**Work instruction**. Would you restate all the entries exactly, leaving nothing out?

---*---

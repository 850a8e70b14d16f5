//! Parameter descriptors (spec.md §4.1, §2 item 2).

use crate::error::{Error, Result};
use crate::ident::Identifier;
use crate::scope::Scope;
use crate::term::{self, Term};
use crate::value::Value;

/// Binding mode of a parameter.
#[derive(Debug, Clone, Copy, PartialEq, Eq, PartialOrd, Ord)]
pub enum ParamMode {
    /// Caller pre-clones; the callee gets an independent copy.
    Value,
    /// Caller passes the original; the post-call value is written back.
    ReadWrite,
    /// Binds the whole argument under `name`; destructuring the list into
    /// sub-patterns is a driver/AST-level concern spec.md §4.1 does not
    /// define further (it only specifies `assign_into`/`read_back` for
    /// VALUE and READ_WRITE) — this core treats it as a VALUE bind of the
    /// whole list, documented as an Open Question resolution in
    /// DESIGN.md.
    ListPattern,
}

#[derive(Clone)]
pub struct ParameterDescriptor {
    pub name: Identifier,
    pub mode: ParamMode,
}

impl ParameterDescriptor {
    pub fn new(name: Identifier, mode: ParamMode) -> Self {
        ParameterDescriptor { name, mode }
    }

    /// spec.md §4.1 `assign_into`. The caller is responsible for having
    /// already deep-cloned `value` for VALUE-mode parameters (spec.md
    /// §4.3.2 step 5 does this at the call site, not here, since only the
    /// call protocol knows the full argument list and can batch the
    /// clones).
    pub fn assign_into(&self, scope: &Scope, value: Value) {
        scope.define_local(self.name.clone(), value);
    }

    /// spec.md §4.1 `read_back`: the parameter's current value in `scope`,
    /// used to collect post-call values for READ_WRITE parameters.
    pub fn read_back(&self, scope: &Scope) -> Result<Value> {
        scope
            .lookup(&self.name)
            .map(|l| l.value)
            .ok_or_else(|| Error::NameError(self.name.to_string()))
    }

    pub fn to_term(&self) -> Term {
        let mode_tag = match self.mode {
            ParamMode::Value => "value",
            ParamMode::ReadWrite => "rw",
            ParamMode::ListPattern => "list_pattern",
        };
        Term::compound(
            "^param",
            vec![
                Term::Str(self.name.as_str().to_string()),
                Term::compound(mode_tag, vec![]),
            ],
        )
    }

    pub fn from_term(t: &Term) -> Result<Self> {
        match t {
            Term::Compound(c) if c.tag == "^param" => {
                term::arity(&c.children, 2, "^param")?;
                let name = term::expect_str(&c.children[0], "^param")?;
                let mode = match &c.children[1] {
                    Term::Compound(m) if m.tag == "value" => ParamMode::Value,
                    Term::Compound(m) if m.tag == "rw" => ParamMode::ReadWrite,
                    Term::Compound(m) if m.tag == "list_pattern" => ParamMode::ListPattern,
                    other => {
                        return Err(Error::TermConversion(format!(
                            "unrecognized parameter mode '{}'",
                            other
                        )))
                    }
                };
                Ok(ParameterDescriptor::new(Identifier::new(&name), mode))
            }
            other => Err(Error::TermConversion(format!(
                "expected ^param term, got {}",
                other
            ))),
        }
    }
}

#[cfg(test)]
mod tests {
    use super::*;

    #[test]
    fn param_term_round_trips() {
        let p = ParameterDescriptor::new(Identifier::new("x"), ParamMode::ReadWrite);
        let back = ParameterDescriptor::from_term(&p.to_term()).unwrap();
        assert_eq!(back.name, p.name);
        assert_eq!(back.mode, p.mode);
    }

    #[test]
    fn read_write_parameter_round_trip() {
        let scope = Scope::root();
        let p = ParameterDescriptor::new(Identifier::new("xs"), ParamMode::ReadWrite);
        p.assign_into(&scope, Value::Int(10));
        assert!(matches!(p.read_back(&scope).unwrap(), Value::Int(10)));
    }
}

---*---

**Written response**.
repository 850a8e70b14d16f5
//! Parameter descriptors (spec.md §4.1, §2 item 2).

use crate::error::{Error, Result};
use crate::ident::Identifier;
use crate::scope::Scope;
use crate::term::{self, Term};
use crate::value::Value;

/// Binding mode of a parameter.
#[derive(Debug, Clone, Copy, PartialEq, Eq, PartialOrd, Ord)]
pub enum ParamMode {
    /// Caller pre-clones; the callee gets an independent copy.
    Value,
    /// Caller passes the original; the post-call value is written back.
    ReadWrite,
    /// Binds the whole argument under `name`; destructuring the list into
    /// sub-patterns is a driver/AST-level concern spec.md §4.1 does not
    /// define further (it only specifies `assign_into`/`read_back` for
    /// VALUE and READ_WRITE) — this core treats it as a VALUE bind of the
    /// whole list, documented as an Open Question resolution in
    /// DESIGN.md.
    ListPattern,
}

#[derive(Clone)]
pub struct ParameterDescriptor {
    pub name: Identifier,
    pub mode: ParamMode,
}

impl ParameterDescriptor {
    pub fn new(name: Identifier, mode: ParamMode) -> Self {
        ParameterDescriptor { name, mode }
    }

    /// spec.md §4.1 `assign_into`. The caller is responsible for having
    /// already deep-cloned `value` for VALUE-mode parameters (spec.md
    /// §4.3.2 step 5 does this at the call site, not here, since only the
    /// call protocol knows the full argument list and can batch the
    /// clones).
    pub fn assign_into(&self, scope: &Scope, value: Value) {
        scope.define_local(self.name.clone(), value);
    }

    /// spec.md §4.1 `read_back`: the parameter's current value in `scope`,
    /// used to collect post-call values for READ_WRITE parameters.
    pub fn read_back(&self, scope: &Scope) -> Result<Value> {
        scope
            .lookup(&self.name)
            .map(|l| l.value)
            .ok_or_else(|| Error::NameError(self.name.to_string()))
    }

    pub fn to_term(&self) -> Term {
        let mode_tag = match self.mode {
            ParamMode::Value => "value",
            ParamMode::ReadWrite => "rw",
            ParamMode::ListPattern => "list_pattern",
        };
        Term::compound(
            "^param",
            vec![
                Term::Str(self.name.as_str().to_string()),
                Term::compound(mode_tag, vec![]),
            ],
        )
    }

    pub fn from_term(t: &Term) -> Result<Self> {
        match t {
            Term::Compound(c) if c.tag == "^param" => {
                term::arity(&c.children, 2, "^param")?;
                let name = term::expect_str(&c.children[0], "^param")?;
                let mode = match &c.children[1] {
                    Term::Compound(m) if m.tag == "value" => ParamMode::Value,
                    Term::Compound(m) if m.tag == "rw" => ParamMode::ReadWrite,
                    Term::Compound(m) if m.tag == "list_pattern" => ParamMode::ListPattern,
                    other => {
                        return Err(Error::TermConversion(format!(
                            "unrecognized parameter mode '{}'",
                            other
                        )))
                    }
                };
                Ok(ParameterDescriptor::new(Identifier::new(&name), mode))
            }
            other => Err(Error::TermConversion(format!(
                "expected ^param term, got {}",
                other
            ))),
        }
    }
}

#[cfg(test)]
mod tests {
    use super::*;

    #[test]
    fn param_term_round_trips() {
        let p = ParameterDescriptor::new(Identifier::new("x"), ParamMode::ReadWrite);
        let back = ParameterDescriptor::from_term(&p.to_term()).unwrap();
        assert_eq!(back.name, p.name);
        assert_eq!(back.mode, p.mode);
    }

    #[test]
    fn read_write_parameter_round_trip() {
        let scope = Scope::root();
        let p = ParameterDescriptor::new(Identifier::new("xs"), ParamMode::ReadWrite);
        p.assign_into(&scope, Value::Int(10));
        assert!(matches!(p.read_back(&scope).unwrap(), Value::Int(10)));
    }
}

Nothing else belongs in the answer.